El divorcio es una situación muy común en cuanto a lo que los matrimonios respecta; no obstante, cuando hay hijos de por medio, los padres divorciados deben tener en cuenta una serie de consideraciones para evitar que esto afecte a los niños.

Realmente, el divorcio no tiene por qué afectar a los niños, pero eso depende de la forma en que lo afronten los padres; en cuanto a este tema, una investigación reciente encontró que los hijos de padres divorciados tienen menos probabilidades de alcanzar altos grados académicos.

Este es uno de los primeros estudios en analizar la relación entre el divorcio de los padres y la educación de postgrado de los hijos, demostrando que el 27% de los hijos de padres divorciados logran alcanzar un título de Licenciatura o grado superior, en contraposición al 50% de los hijos de padres que continúan casados.

El divorcio de los padres influye sobre el futuro académico de los hijos

La investigación fue llevada a cabo por Susan Stewart, una Profesora de Sociología de la Universidad Estatal de Iowa, quien, junto a su equipo, analizó datos recopilados por 15 años a partir de la Encuesta Longitudinal Nacional de la Juventud de 1997.

Esta encuesta realizó un seguimiento a miles de jóvenes mientras experimentaban la transición desde la escuela hasta su inserción en el mercado laboral.

De esta manera, se observó que, mientras el 50% de los hijos de padres casados alcanzan altos grados académicos, tan solo el 27% de los hijos de padres divorciados son capaces de hacerlo.

Así mismo, se observó que, en tanto el 20% de los hijos de padres que se mantienen casados continúan sus estudios profesionales, únicamente el 12% de los hijos de padres divorciados trabajan para obtener un título de postgrado.

¿Por qué los hijos de padres divorciados tienen menos probabilidades de alcanzar altos grados académicos?

Las causas de este fenómeno no son fáciles de dilucidar; sin embargo, los investigadores explican que existen dos factores clave que pudiesen dar cuenta de estos resultados.

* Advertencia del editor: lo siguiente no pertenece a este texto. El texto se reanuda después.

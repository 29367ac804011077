//! The PeerMesh kernel: owns every subsystem of one mesh node.

use crate::config::load_config;
use crate::error::{KernelError, KernelResult};
use crate::heartbeat::{HeartbeatConfig, HeartbeatSupervisor, PingTracker};
use crate::registry::{ComponentRegistry, ComponentSummary};
use crate::router::{MessageRouter, RouterConfig, RouterStats};
use crate::supervisor::Supervisor;

use async_trait::async_trait;
use chrono::{DateTime, Utc};
use peermesh_types::component::Component;
use peermesh_types::config::MeshConfig;
use peermesh_types::envelope::Envelope;
use peermesh_types::error::MeshError;
use peermesh_types::peer::{generate_node_id, NodeInfo, PeerStatus};
use peermesh_wire::{
    DiscoveryConfig, DiscoveryService, EnvelopeSink, MeshTransport, PeerDirectory,
    TransportConfig, WireError,
};
use serde::Serialize;
use std::net::SocketAddr;
use std::path::Path;
use std::sync::atomic::{AtomicBool, Ordering};
use std::sync::Arc;
use std::time::Duration;
use tokio::sync::mpsc;
use tracing::{debug, info, warn};

/// Time allowed for the farewell broadcast.
const SHUTDOWN_BROADCAST_TIMEOUT: Duration = Duration::from_secs(2);
/// Time allowed for connections to close.
const CLOSE_TIMEOUT: Duration = Duration::from_secs(5);
/// Time allowed for background loops to stop before they are aborted.
const JOIN_TIMEOUT: Duration = Duration::from_secs(5);

/// One peer as reported by [`MeshKernel::status`].
#[derive(Debug, Clone, Serialize)]
pub struct PeerSummary {
    pub node_id: String,
    pub address: SocketAddr,
    pub status: PeerStatus,
    pub last_seen: DateTime<Utc>,
    pub latency_ms: Option<f64>,
}

/// Snapshot of a running node.
#[derive(Debug, Clone, Serialize)]
pub struct NodeStatus {
    pub node_id: String,
    pub mesh_addr: Option<SocketAddr>,
    pub peers: Vec<PeerSummary>,
    pub connected_peers: usize,
    pub components: Vec<ComponentSummary>,
    pub pending_pings: usize,
    pub panic_count: u64,
    pub router: RouterStats,
    pub shutting_down: bool,
}

/// Sink used when the mesh is disabled: nothing is reachable.
struct DetachedSink;

#[async_trait]
impl EnvelopeSink for DetachedSink {
    async fn send(&self, envelope: Envelope) -> Result<usize, WireError> {
        match envelope.to_node_id {
            Some(to) => Err(WireError::NoRoute(to)),
            None => Ok(0),
        }
    }
}

/// The main PeerMesh kernel.
pub struct MeshKernel {
    node: NodeInfo,
    config: MeshConfig,
    supervisor: Arc<Supervisor>,
    directory: PeerDirectory,
    components: ComponentRegistry,
    transport: Option<Arc<MeshTransport>>,
    sink: Arc<dyn EnvelopeSink>,
    router: Arc<MessageRouter>,
    heartbeat: Arc<HeartbeatSupervisor>,
    stopping: AtomicBool,
}

impl MeshKernel {
    /// Boot with the config file at `config_path` (or the default path).
    pub async fn boot(config_path: Option<&Path>) -> KernelResult<Arc<Self>> {
        Self::boot_with_config(load_config(config_path)).await
    }

    /// Boot with an explicit configuration.
    ///
    /// Binding the mesh listener is the only step that can fail; every other
    /// subsystem degrades to a logged warning.
    pub async fn boot_with_config(config: MeshConfig) -> KernelResult<Arc<Self>> {
        config.validate()?;

        let node_id = config
            .node_id
            .clone()
            .filter(|id| !id.trim().is_empty())
            .unwrap_or_else(generate_node_id);
        info!(node_id = %node_id, "Booting PeerMesh kernel");

        let supervisor = Arc::new(Supervisor::new());
        let (directory, commands) = PeerDirectory::new();
        let components = ComponentRegistry::new();
        let (inbound_tx, inbound_rx) = mpsc::unbounded_channel();

        let mut node = NodeInfo {
            node_id,
            mesh_port: 0,
            capabilities: config.capabilities.clone(),
        };

        let transport = if config.mesh_enabled {
            let transport_config = TransportConfig {
                listen_addr: config.mesh_listen_addr(),
                node_id: node.node_id.clone(),
                capabilities: node.capabilities.clone(),
                connect_timeout: config.connect_timeout(),
            };
            let (transport, accept) = MeshTransport::start(
                transport_config,
                directory.clone(),
                inbound_tx.clone(),
                supervisor.subscribe(),
            )
            .await
            .map_err(|e| KernelError::BootFailed(e.to_string()))?;
            supervisor.adopt("mesh-accept", accept);
            supervisor.spawn("peer-commands", Arc::clone(&transport).run_commands(commands));
            node.mesh_port = transport.local_addr().port();
            Some(transport)
        } else {
            info!("Mesh disabled, running local-only");
            None
        };

        let sink: Arc<dyn EnvelopeSink> = match &transport {
            Some(t) => Arc::clone(t) as Arc<dyn EnvelopeSink>,
            None => Arc::new(DetachedSink),
        };

        let pings = Arc::new(PingTracker::new());
        let router = Arc::new(MessageRouter::new(
            node.clone(),
            directory.clone(),
            components.clone(),
            Arc::clone(&sink),
            Arc::clone(&pings),
            Arc::clone(&supervisor),
            RouterConfig {
                process_timeout: config.process_timeout(),
                sync_enabled: config.sync_enabled,
            },
            inbound_tx,
        ));
        supervisor.spawn(
            "router",
            Arc::clone(&router).run(inbound_rx, supervisor.subscribe()),
        );

        let mut heartbeat = HeartbeatSupervisor::new(
            HeartbeatConfig {
                ping_interval: config.heartbeat_interval(),
                peer_timeout: config.peer_timeout(),
                prune_interval: config.prune_interval(),
                peer_eviction: config.peer_eviction(),
            },
            directory.clone(),
            Arc::clone(&sink),
            pings,
        );
        if let Some(transport) = &transport {
            heartbeat = heartbeat.with_static_peers(Arc::clone(transport), config.static_peers.clone());
        }
        let heartbeat = Arc::new(heartbeat);
        supervisor.spawn(
            "heartbeat-ping",
            Arc::clone(&heartbeat).run_ping_loop(supervisor.subscribe()),
        );
        supervisor.spawn(
            "heartbeat-prune",
            Arc::clone(&heartbeat).run_prune_loop(supervisor.subscribe()),
        );

        if transport.is_some() && config.discovery_enabled {
            let discovery_config = DiscoveryConfig {
                bind_addr: SocketAddr::new(config.listen_addr, config.discovery_port),
                targets: config.discovery_targets(),
                interval: config.discovery_interval(),
            };
            match DiscoveryService::bind(&node, discovery_config, directory.clone()).await {
                Ok(discovery) => {
                    let (announce, listen) = discovery.spawn(supervisor.subscribe());
                    supervisor.adopt("discovery-announce", announce);
                    supervisor.adopt("discovery-listen", listen);
                }
                Err(e) => warn!(error = %e, "Discovery unavailable, continuing without it"),
            }
        }

        if let Some(transport) = &transport {
            for addr in &config.static_peers {
                transport.spawn_dial_addr(addr.clone());
            }
        }

        info!(
            node_id = %node.node_id,
            mesh_port = node.mesh_port,
            discovery = config.discovery_enabled,
            static_peers = config.static_peers.len(),
            "PeerMesh kernel booted"
        );

        Ok(Arc::new(Self {
            node,
            config,
            supervisor,
            directory,
            components,
            transport,
            sink,
            router,
            heartbeat,
            stopping: AtomicBool::new(false),
        }))
    }

    pub fn node_id(&self) -> &str {
        &self.node.node_id
    }

    pub fn node(&self) -> &NodeInfo {
        &self.node
    }

    pub fn config(&self) -> &MeshConfig {
        &self.config
    }

    /// Bound mesh address, when the mesh is enabled.
    pub fn local_addr(&self) -> Option<SocketAddr> {
        self.transport.as_ref().map(|t| t.local_addr())
    }

    pub fn directory(&self) -> &PeerDirectory {
        &self.directory
    }

    pub fn components(&self) -> &ComponentRegistry {
        &self.components
    }

    pub fn supervisor(&self) -> &Supervisor {
        &self.supervisor
    }

    /// Start a component and make it routable. A component registered under
    /// an existing id replaces (and stops) the previous one.
    pub async fn register_component(&self, component: Arc<dyn Component>) -> KernelResult<()> {
        if self.stopping.load(Ordering::SeqCst) {
            return Err(MeshError::ShuttingDown.into());
        }
        component.start().await?;
        if let Some(previous) = self.components.register(Arc::clone(&component)) {
            if !Arc::ptr_eq(&previous.component, &component) {
                if let Err(e) = previous.component.stop().await {
                    warn!(
                        component = previous.component.id(),
                        error = %e,
                        "Replaced component failed to stop"
                    );
                }
            }
        }
        Ok(())
    }

    /// Send an envelope.
    ///
    /// Addressed to this node it is routed locally; addressed to a peer it
    /// goes to that peer's connection (`NoRoute` if there is none); without a
    /// destination it is written to every peer connected right now. Returns
    /// the number of deliveries.
    pub async fn send(&self, mut envelope: Envelope) -> KernelResult<usize> {
        if self.stopping.load(Ordering::SeqCst) {
            return Err(MeshError::ShuttingDown.into());
        }
        envelope.validate().map_err(WireError::from)?;
        if envelope.from_node_id.is_none() {
            envelope.from_node_id = Some(self.node.node_id.clone());
        }
        if envelope.to_node_id.as_deref() == Some(self.node.node_id.as_str()) {
            self.router.enqueue(envelope);
            return Ok(1);
        }
        Ok(self.sink.send(envelope).await?)
    }

    /// Ping a peer and wait for the round trip.
    pub async fn ping(&self, node_id: &str, timeout: Duration) -> KernelResult<Duration> {
        self.heartbeat.ping(node_id, timeout).await
    }

    pub fn status(&self) -> NodeStatus {
        let mut peers: Vec<PeerSummary> = self
            .directory
            .all()
            .into_iter()
            .map(|p| PeerSummary {
                address: p.socket_addr(),
                node_id: p.node_id,
                status: p.status,
                last_seen: p.last_seen,
                latency_ms: p.latency.map(|l| l.as_secs_f64() * 1000.0),
            })
            .collect();
        peers.sort_by(|a, b| a.node_id.cmp(&b.node_id));
        let health = self.supervisor.health();

        NodeStatus {
            node_id: self.node.node_id.clone(),
            mesh_addr: self.local_addr(),
            connected_peers: self.directory.connected_count(),
            peers,
            components: self.components.summaries(),
            pending_pings: self.heartbeat.tracker().pending(),
            panic_count: health.panic_count,
            router: self.router.stats(),
            shutting_down: health.is_shutting_down,
        }
    }

    /// Orderly shutdown: tell peers, stop loops, close connections, stop
    /// components newest first, join every task. Idempotent.
    pub async fn shutdown(&self) {
        if self.stopping.swap(true, Ordering::SeqCst) {
            return;
        }
        info!(node_id = %self.node.node_id, "Shutting down PeerMesh kernel");

        if self.transport.is_some() {
            let farewell = Envelope::shutdown("node shutting down").from_node(&self.node.node_id);
            match tokio::time::timeout(SHUTDOWN_BROADCAST_TIMEOUT, self.sink.send(farewell)).await {
                Ok(Ok(n)) => debug!(peers = n, "Shutdown broadcast sent"),
                Ok(Err(e)) => debug!(error = %e, "Shutdown broadcast failed"),
                Err(_) => warn!("Shutdown broadcast timed out"),
            }
        }

        self.supervisor.shutdown();

        if let Some(transport) = &self.transport {
            if tokio::time::timeout(CLOSE_TIMEOUT, transport.close_all())
                .await
                .is_err()
            {
                warn!("Timed out closing mesh connections");
            }
        }

        for component in self.components.all().into_iter().rev() {
            if let Err(e) = component.stop().await {
                warn!(component = component.id(), error = %e, "Component failed to stop");
            }
        }

        let aborted = self.supervisor.join(JOIN_TIMEOUT).await;
        info!(aborted, "PeerMesh kernel stopped");
    }
}
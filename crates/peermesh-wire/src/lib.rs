//! PeerMesh wire layer: peer discovery and node-to-node transport.
//!
//! Nodes find each other with UDP announcements and talk over persistent TCP
//! connections carrying length-prefixed JSON envelopes.
//!
//! ## Architecture
//!
//! - **PeerDirectory**: Authoritative map of known peers and their status
//! - **DiscoveryService**: UDP presence announcements and listener
//! - **MeshTransport**: TCP listener, dialer and per-connection read loops
//! - **EnvelopeSink**: Trait the router uses to put envelopes on the mesh

pub mod directory;
pub mod discovery;
pub mod error;
pub mod message;
pub mod shutdown;
pub mod transport;

pub use directory::{
    ConnectionId, PeerCandidate, PeerCommand, PeerDirectory, PeerEntry, PeerSource,
};
pub use discovery::{Announcement, DiscoveryConfig, DiscoveryService};
pub use error::WireError;
pub use shutdown::shutdown_requested;
pub use transport::{EnvelopeSink, MeshTransport, TransportConfig};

En primer lugar, se plantea que, luego del divorcio, los recursos económicos de la familia se ven afectados, especialmente para las mujeres.

En este sentido, en ocasiones es posible que los padres dediquen parte de los recursos económicos destinados a la educación de los hijos al restablecimiento del equilibrio después del divorcio.

De hecho, se observó que casi la mitad de los hijos de padres que continúan casados pertenecen a la clase alta, con ingresos que superan los 246.500 dólares al año, en contraposición a al 29% de las familias de padres divorciados que pertenecen a esta categoría.

Otro dato interesante, que parece explicar el fenómeno, es que los padres casados tenían un mayor grado académico que los padres divorciados.

En la misma línea, se observó que los padres tenían expectativas educativas similares a las propias para sus hijos, lo que influye en su decisión en torno a continuar alcanzando grados profesionales.

¿Qué implicaciones tiene esto?

De acuerdo a la Oficina de Estadísticas Laborales, un 17% o más de los empleos en Estados Unidos requieren como mínimo el grado de maestría para contratar a los aspirantes; esto incluye diversos campos profesionales.

Teniendo esto en cuenta, el que los hijos de padres divorciados tengan una menor probabilidad de alcanzar altos grados académicos puede representar impedimentos cuando estos quieran insertarse en el mercado laboral.

Por tanto, los investigadores concluyen que el divorcio de los padres puede tener un efecto en el éxito profesional de los hijos; finalmente, se sugiere realizar nuevas investigaciones en las que se tomen en cuenta otros factores que puedan influir sobre el desempeño académico y otras áreas de desenvolvimiento de los hijos de padres divorciados.